- _The problem_: Work through the data below and copy out every line where "content" is found.

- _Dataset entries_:
● ● ● ● ●
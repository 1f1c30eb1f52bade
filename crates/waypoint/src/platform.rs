//! The environment a router runs in: a server answering one request, or a
//! browser-like client with an address bar and scroll position.

use parking_lot::Mutex;
use tracing::debug;

#[derive(Debug, Clone, Copy, PartialEq, Eq)]
pub enum PlatformKind {
    Server,
    Client,
}

pub trait Platform: Send + Sync {
    fn kind(&self) -> PlatformKind;

    /// Path and query of the current URL
    fn current_path(&self) -> String;

    fn scroll_to(&self, x: f64, y: f64);

    fn scroll_position(&self) -> (f64, f64) {
        (0.0, 0.0)
    }

    /// Add a history entry without loading it
    fn push_state(&self, url: &str);

    fn replace_state(&self, url: &str);

    /// Full navigation away from the application (or an HTTP redirect)
    fn redirect(&self, url: &str, status: u16);
}

#[derive(Debug, Clone, PartialEq, Eq)]
pub struct Redirect {
    pub url: String,
    pub status: u16,
}

/// Platform for rendering one server request.
#[derive(Debug)]
pub struct ServerPlatform {
    path: String,
    redirect: Mutex<Option<Redirect>>,
}

impl ServerPlatform {
    pub fn new(path: impl Into<String>) -> Self {
        Self {
            path: path.into(),
            redirect: Mutex::new(None),
        }
    }

    /// The redirect requested while handling the request, if any
    pub fn redirected(&self) -> Option<Redirect> {
        self.redirect.lock().clone()
    }
}

impl Platform for ServerPlatform {
    fn kind(&self) -> PlatformKind {
        PlatformKind::Server
    }

    fn current_path(&self) -> String {
        self.path.clone()
    }

    fn scroll_to(&self, _x: f64, _y: f64) {}

    fn push_state(&self, _url: &str) {}

    fn replace_state(&self, _url: &str) {}

    fn redirect(&self, url: &str, status: u16) {
        debug!(url, status, "server redirect");
        *self.redirect.lock() = Some(Redirect {
            url: url.to_string(),
            status,
        });
    }
}

#[derive(Debug, Default)]
struct AddressBar {
    entries: Vec<String>,
    index: usize,
    scroll: (f64, f64),
    hard_navigations: Vec<String>,
}

/// In-memory client platform: a history stack, a scroll position and a log
/// of full page loads.
#[derive(Debug)]
pub struct HistoryPlatform {
    origin: String,
    inner: Mutex<AddressBar>,
}

impl HistoryPlatform {
    /// Start at `url` on `origin` (e.g. `http://localhost:3000`)
    pub fn new(origin: impl Into<String>, url: impl Into<String>) -> Self {
        Self {
            origin: origin.into(),
            inner: Mutex::new(AddressBar {
                entries: vec![url.into()],
                ..AddressBar::default()
            }),
        }
    }

    pub fn current_url(&self) -> String {
        let bar = self.inner.lock();
        bar.entries.get(bar.index).cloned().unwrap_or_default()
    }

    pub fn entries(&self) -> Vec<String> {
        self.inner.lock().entries.clone()
    }

    /// URLs loaded with a full navigation
    pub fn hard_navigations(&self) -> Vec<String> {
        self.inner.lock().hard_navigations.clone()
    }

    /// Step back one entry, returning the URL now current
    pub fn back(&self) -> Option<String> {
        let mut bar = self.inner.lock();
        if bar.index == 0 {
            return None;
        }
        bar.index -= 1;
        bar.entries.get(bar.index).cloned()
    }

    pub fn forward(&self) -> Option<String> {
        let mut bar = self.inner.lock();
        if bar.index + 1 >= bar.entries.len() {
            return None;
        }
        bar.index += 1;
        bar.entries.get(bar.index).cloned()
    }
}

impl Platform for HistoryPlatform {
    fn kind(&self) -> PlatformKind {
        PlatformKind::Client
    }

    fn current_path(&self) -> String {
        let url = self.current_url();
        match url.strip_prefix(&self.origin) {
            Some("") => "/".to_string(),
            Some(path) => path.to_string(),
            None => url,
        }
    }

    fn scroll_to(&self, x: f64, y: f64) {
        self.inner.lock().scroll = (x, y);
    }

    fn scroll_position(&self) -> (f64, f64) {
        self.inner.lock().scroll
    }

    fn push_state(&self, url: &str) {
        let mut bar = self.inner.lock();
        let next = bar.index + 1;
        bar.entries.truncate(next);
        bar.entries.push(url.to_string());
        bar.index = next;
    }

    fn replace_state(&self, url: &str) {
        let mut bar = self.inner.lock();
        let index = bar.index;
        if let Some(entry) = bar.entries.get_mut(index) {
            *entry = url.to_string();
        }
    }

    fn redirect(&self, url: &str, _status: u16) {
        debug!(url, "full page navigation");
        self.inner.lock().hard_navigations.push(url.to_string());
    }
}

#[cfg(test)]
mod tests {
    use super::*;

    #[test]
    fn test_history_push_back_forward() {
        let platform = HistoryPlatform::new("http://localhost", "http://localhost/");
        platform.push_state("http://localhost/a");
        platform.push_state("http://localhost/b?x=1");
        assert_eq!(platform.current_path(), "/b?x=1");

        assert_eq!(platform.back().as_deref(), Some("http://localhost/a"));
        assert_eq!(platform.current_path(), "/a");

        platform.push_state("http://localhost/c");
        assert_eq!(platform.forward(), None);
        assert_eq!(platform.entries().len(), 3);
    }

    #[test]
    fn test_replace_and_scroll() {
        let platform = HistoryPlatform::new("http://localhost", "http://localhost");
        assert_eq!(platform.current_path(), "/");
        platform.replace_state("http://localhost/x");
        assert_eq!(platform.entries(), vec!["http://localhost/x".to_string()]);

        platform.scroll_to(0.0, 120.0);
        assert_eq!(platform.scroll_position(), (0.0, 120.0));
    }

    #[test]
    fn test_server_records_redirect() {
        let platform = ServerPlatform::new("/old");
        assert_eq!(platform.redirected(), None);
        platform.redirect("/new", 301);
        assert_eq!(
            platform.redirected(),
            Some(Redirect {
                url: "/new".into(),
                status: 301
            })
        );
    }
}
// File: src/meta.rs
// Purpose: Document metadata collected by controllers for the document view

use indexmap::IndexMap;

/// Title, `<meta>` and `<link>` entries for the rendered document
#[derive(Debug, Clone, Default, PartialEq, Eq)]
pub struct MetaManager {
    title: String,
    names: IndexMap<String, String>,
    properties: IndexMap<String, String>,
    links: IndexMap<String, String>,
}

impl MetaManager {
    pub fn new() -> Self {
        Self::default()
    }

    pub fn set_title(&mut self, title: impl Into<String>) -> &mut Self {
        self.title = title.into();
        self
    }

    pub fn title(&self) -> &str {
        &self.title
    }

    /// `<meta name=.. content=..>`
    pub fn set_meta_name(&mut self, name: impl Into<String>, content: impl Into<String>) -> &mut Self {
        self.names.insert(name.into(), content.into());
        self
    }

    pub fn meta_name(&self, name: &str) -> Option<&str> {
        self.names.get(name).map(String::as_str)
    }

    pub fn meta_names(&self) -> impl Iterator<Item = (&str, &str)> {
        self.names.iter().map(|(k, v)| (k.as_str(), v.as_str()))
    }

    /// `<meta property=.. content=..>`
    pub fn set_meta_property(&mut self, property: impl Into<String>, content: impl Into<String>) -> &mut Self {
        self.properties.insert(property.into(), content.into());
        self
    }

    pub fn meta_property(&self, property: &str) -> Option<&str> {
        self.properties.get(property).map(String::as_str)
    }

    pub fn meta_properties(&self) -> impl Iterator<Item = (&str, &str)> {
        self.properties.iter().map(|(k, v)| (k.as_str(), v.as_str()))
    }

    /// `<link rel=.. href=..>`
    pub fn set_link(&mut self, rel: impl Into<String>, href: impl Into<String>) -> &mut Self {
        self.links.insert(rel.into(), href.into());
        self
    }

    pub fn link(&self, rel: &str) -> Option<&str> {
        self.links.get(rel).map(String::as_str)
    }

    pub fn links(&self) -> impl Iterator<Item = (&str, &str)> {
        self.links.iter().map(|(k, v)| (k.as_str(), v.as_str()))
    }

    pub fn clear(&mut self) {
        *self = Self::default();
    }
}
//! Storefront Sections
//!
//! Endpoint sets, item schemas and the public visibility rule for the
//! Studio Showcase, Trending and Contact sections.

pub mod contact;
pub mod studio;
pub mod trending;

use crate::collection::OrderedItem;
use crate::config_editor::ConfigDocument;

#[derive(Debug, Clone, Copy, PartialEq, Eq)]
pub enum FieldKind {
    Text,
    TextArea,
    Url,
    /// Free text that is expected to hold a number
    Number,
    Toggle,
    /// One of a fixed set of values
    Choice(&'static [&'static str]),
}

/// One editable field of an admin form
#[derive(Debug, Clone, Copy, PartialEq, Eq)]
pub struct FieldSpec {
    pub key: &'static str,
    pub label: &'static str,
    pub kind: FieldKind,
    pub required: bool,
}

impl FieldSpec {
    pub const fn new(key: &'static str, label: &'static str, kind: FieldKind) -> Self {
        Self { key, label, kind, required: false }
    }

    pub const fn required(mut self) -> Self {
        self.required = true;
        self
    }
}

/// Form schema of an ordered item, drives the generic admin screen
pub trait ItemSchema: OrderedItem {
    const NOUN: &'static str;
    const FIELDS: &'static [FieldSpec];

    /// Blank draft for the "add" form
    fn blank() -> Self;
    fn field(&self, key: &str) -> String;
    fn set_field(&mut self, key: &str, value: String);

    fn thumbnail(&self) -> &str;
}

/// Form schema of a section's config document
pub trait ConfigSchema: ConfigDocument {
    const FIELDS: &'static [FieldSpec];

    fn field(&self, key: &str) -> String;
    fn set_field(&mut self, key: &str, value: String);
}

/// Theme picker shared by the two video sections
pub(crate) const THEME_FIELD: FieldSpec =
    FieldSpec::new("theme", "Theme", FieldKind::Choice(&["dark", "light", "neon"]));

/// What a public section shows: nothing when the config is missing or
/// switched off, otherwise the active items in order
pub fn showcase<C, T>(config: Option<&C>, items: &[T]) -> Option<Vec<T>>
where
    C: ConfigDocument,
    T: OrderedItem,
{
    let config = config?;
    if !config.is_active() {
        return None;
    }
    let visible: Vec<T> = items.iter().filter(|i| i.is_active()).cloned().collect();
    if visible.is_empty() {
        None
    } else {
        Some(visible)
    }
}

pub(crate) fn parse_bool(value: &str) -> bool {
    matches!(value, "true" | "on" | "1")
}

/// Whole-number field; anything unparsable leaves the old value alone
pub(crate) fn parse_count(value: &str, current: u32) -> u32 {
    match value.trim().parse() {
        Ok(n) => n,
        Err(_) => {
            log::debug!("ignoring non-numeric input {:?}", value);
            current
        }
    }
}

#[cfg(test)]
mod tests {
    use super::*;
    use crate::models::{StudioConfig, StudioVideo};

    fn clip(id: &str, active: bool) -> StudioVideo {
        StudioVideo { id: id.into(), title: id.into(), video_url: "v".into(), is_active: active, ..Default::default() }
    }

    #[test]
    fn test_inactive_config_renders_nothing() {
        let config = StudioConfig { is_active: false, ..Default::default() };
        let items = vec![clip("a", true), clip("b", true)];
        assert_eq!(showcase(Some(&config), &items), None);
    }

    #[test]
    fn test_missing_config_renders_nothing() {
        assert_eq!(showcase::<StudioConfig, _>(None, &[clip("a", true)]), None);
    }

    #[test]
    fn test_active_config_filters_inactive_items() {
        let config = StudioConfig::default();
        let shown = showcase(Some(&config), &[clip("a", true), clip("b", false)]).unwrap();
        assert_eq!(shown.len(), 1);
        assert_eq!(shown[0].id, "a");

        assert_eq!(showcase(Some(&config), &[clip("b", false)]), None);
    }

    #[test]
    fn test_parse_count_keeps_old_value_on_garbage() {
        assert_eq!(parse_count(" 12 ", 3), 12);
        assert_eq!(parse_count("twelve", 3), 3);
        assert_eq!(parse_count("-1", 3), 3);
    }
}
● ● ● ● ●
- _Exercise response_:
    /// `<meta name=.. content=..>`
    pub fn set_meta_name(&mut self, name: impl Into<String>, content: impl Into<String>) -> &mut Self {
        self.names.insert(name.into(), content.into());
    /// `<meta property=.. content=..>`
    pub fn set_meta_property(&mut self, property: impl Into<String>, content: impl Into<String>) -> &mut Self {
        self.properties.insert(property.into(), content.into());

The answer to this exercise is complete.